A lot of Tanzanian food is very soft, such as ndizi-nyama (stew made from plantains mixed with some meat) and ugali (porridge made from shredded corn beaten into a doughy consistency). Even Western food more familiar, like pizza and french fries, are less crispy than their American counterparts. Most food is vegetarian, so most protein comes from nuts, chickpeas, and eggs. If you need more protein, you could bring protein powder or eat out at restaurants that serve meat. You can buy many, many cheap fruits and vegetables at the local produce stand.

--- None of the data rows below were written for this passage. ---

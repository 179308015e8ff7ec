use std::time::Duration;

use sha2::{Digest, Sha256};
use sqlx::PgExecutor;
use tower_cookies::{
    cookie::{time, SameSite},
    Cookie,
};
use uuid::Uuid;

use crate::users::UserId;

pub const SESSION_COOKIE_NAME: &str = "sid";

/// When user sessions expire.
#[derive(Debug, Clone, Copy)]
pub enum ExpiryStyle {
    /// A fixed lifetime from session creation.
    FromCreation(Duration),
    /// Expiry is pushed out on every authenticated request.
    AfterIdle(Duration),
}

impl ExpiryStyle {
    pub fn expiry_duration(&self) -> Duration {
        match self {
            ExpiryStyle::FromCreation(duration) => *duration,
            ExpiryStyle::AfterIdle(duration) => *duration,
        }
    }
}

/// The client-side half of a session: the session row id and the secret key whose hash is
/// stored in the database.
#[derive(Debug, Clone, PartialEq, Eq)]
pub struct SessionKey {
    pub session_id: Uuid,
    pub key: Uuid,
}

impl SessionKey {
    pub fn new() -> Self {
        Self {
            session_id: Uuid::now_v7(),
            key: Uuid::new_v4(),
        }
    }

    pub fn cookie_value(&self) -> String {
        format!("{}:{}", self.session_id, self.key)
    }

    pub fn from_cookie_value(value: &str) -> Option<Self> {
        let (session_id, key) = value.split_once(':')?;
        Some(Self {
            session_id: Uuid::try_parse(session_id).ok()?,
            key: Uuid::try_parse(key).ok()?,
        })
    }

    pub fn hash(&self) -> Vec<u8> {
        Sha256::digest(self.key.as_bytes()).to_vec()
    }
}

/// Builds the session cookie with the site's security settings applied.
#[derive(Debug, Clone)]
pub struct SessionCookieBuilder {
    secure: bool,
    same_site: SameSite,
}

impl SessionCookieBuilder {
    pub fn new(secure: bool, same_site: SameSite) -> Self {
        Self { secure, same_site }
    }

    pub fn create_cookie(&self, key: &SessionKey, expiry: Duration) -> Cookie<'static> {
        Cookie::build((SESSION_COOKIE_NAME, key.cookie_value()))
            .http_only(true)
            .secure(self.secure)
            .same_site(self.same_site)
            .path("/")
            .max_age(time::Duration::seconds(expiry.as_secs() as i64))
            .build()
    }
}

pub async fn create_session(
    db: impl PgExecutor<'_>,
    user_id: UserId,
    expiry: ExpiryStyle,
) -> Result<SessionKey, sqlx::Error> {
    let key = SessionKey::new();

    sqlx::query(
        "INSERT INTO sessions (id, user_id, key_hash, expires_at)
        VALUES ($1, $2, $3, now() + $4 * interval '1 second')",
    )
    .bind(key.session_id)
    .bind(user_id.as_uuid())
    .bind(key.hash())
    .bind(expiry.expiry_duration().as_secs_f64())
    .execute(db)
    .await?;

    Ok(key)
}

pub async fn delete_session(db: impl PgExecutor<'_>, session_id: Uuid) -> Result<(), sqlx::Error> {
    sqlx::query("DELETE FROM sessions WHERE id = $1")
        .bind(session_id)
        .execute(db)
        .await?;
    Ok(())
}

#[cfg(test)]
mod test {
    use super::*;

    #[test]
    fn cookie_value_roundtrip() {
        let key = SessionKey::new();
        let parsed = SessionKey::from_cookie_value(&key.cookie_value()).unwrap();
        assert_eq!(key, parsed);
    }

    #[test]
    fn rejects_malformed_cookie_values() {
        assert!(SessionKey::from_cookie_value("").is_none());
        assert!(SessionKey::from_cookie_value("no-separator").is_none());
        assert!(SessionKey::from_cookie_value("not-a-uuid:also-not").is_none());
    }

    #[test]
    fn session_cookie_attributes() {
        let builder = SessionCookieBuilder::new(true, SameSite::Strict);
        let cookie = builder.create_cookie(&SessionKey::new(), Duration::from_secs(60));
        assert_eq!(cookie.name(), SESSION_COOKIE_NAME);
        assert_eq!(cookie.http_only(), Some(true));
        assert_eq!(cookie.secure(), Some(true));
        assert_eq!(cookie.path(), Some("/"));
    }
}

Tanzania’s “short rainy season” lasts from October to December. It won’t rain every day, and when it does rain it will normally last only 1-3 hours. During October, temperatures are normally in the 80s during the day but drop down to the 60s at night, and by December daytime temperatures are in the 90s and nighttime temperatures can climb into the 70s.
3. What to Pack:
Moshi has frequent blackouts, so you may want to bring some portable chargers to use when the electricity goes out. Power surges are also common, and can ruin chargers even if you use a surge protector, so you may want to bring a backup charger or two (though phone chargers can be purchased for about $10 locally). The internet isn’t always reliable, especially for things like streaming or uploading videos, so if you need guaranteed internet access you should purchase a hotspot. As of fall 2018, many content apps (Netflix, Spotify, etc.) were blocked in the country, so download any apps you need before you go and get a VPN if there’s anything you absolutely must watch. WhatsApp is the most reliable way to communicate in Tanzania, so you and your family and friends may want to set up accounts before you leave. If you want to bring a video camera to document your adventures, you’ll have to notify the volunteer organization ahead of time so that they can file a permit on your behalf and come prepared with a list of the dollar value of your equipment. If you don’t have this, your entry to the country could be delayed for several hours. Last but not least, make sure to bring or buy malaria pills and mosquito repellant!
4. What to do for Fun:
Moshi is surrounded by natural beauty. It’s one of the closest cities to Mount Kilimanjaro, Africa’s highest mountain. You can rent gear locally and attempt the 6-8 day trek to the summit, or opt for a more manageable one day hike instead. The area is also known for its coffee farms, where caffeine-lovers can see how the beans are grown and participate in the process. There are also many nature preserves nearby, so you can save up for a safari to see lions, cheetahs, buffalo, and more savanna wildlife. Another fun experience that combines shopping with cultural immersion is negotiating prices at local markets (bonus points if you can say the numbers in Swahili!). You can also visit markets for female-owned businesses and watch woman entrepreneurs negotiate prices so each gets a chance to do business. At a nearby Maasai village, for example, women set up their stalls in a circle because its common courtesy to visit and purchase an item from each.
5. What to be Mindful of:
As mentioned above, electricity and internet are unreliable in Moshi. Dress codes for women are more conservative, so it’s recommended that you wear loose clothes that cover your knees, shoulders, stomach, and chest. Even at the beach, women will often wear shirts and shorts over their bathing suit, though if you’re obviously foreign locals won’t necessarily expect you to follow these social norms perfectly. It’s also safest for foreigners to stay in after the sun goes down. Credit cards don’t work in Moshi, so you’ll have to bring a debit card and get cash out of an ATM instead. These limitations may be frustrating when you’re coming from America, but Lydia describes living in Moshi as a chance to learn another way of looking at life. “Our culture seems to be high-strung and full of stress, but here people are a little bit more laid back and prioritize relationship building. They can step back and realize that, ok, we don’t have internet or electricity, but we can sit around and talk to each other.”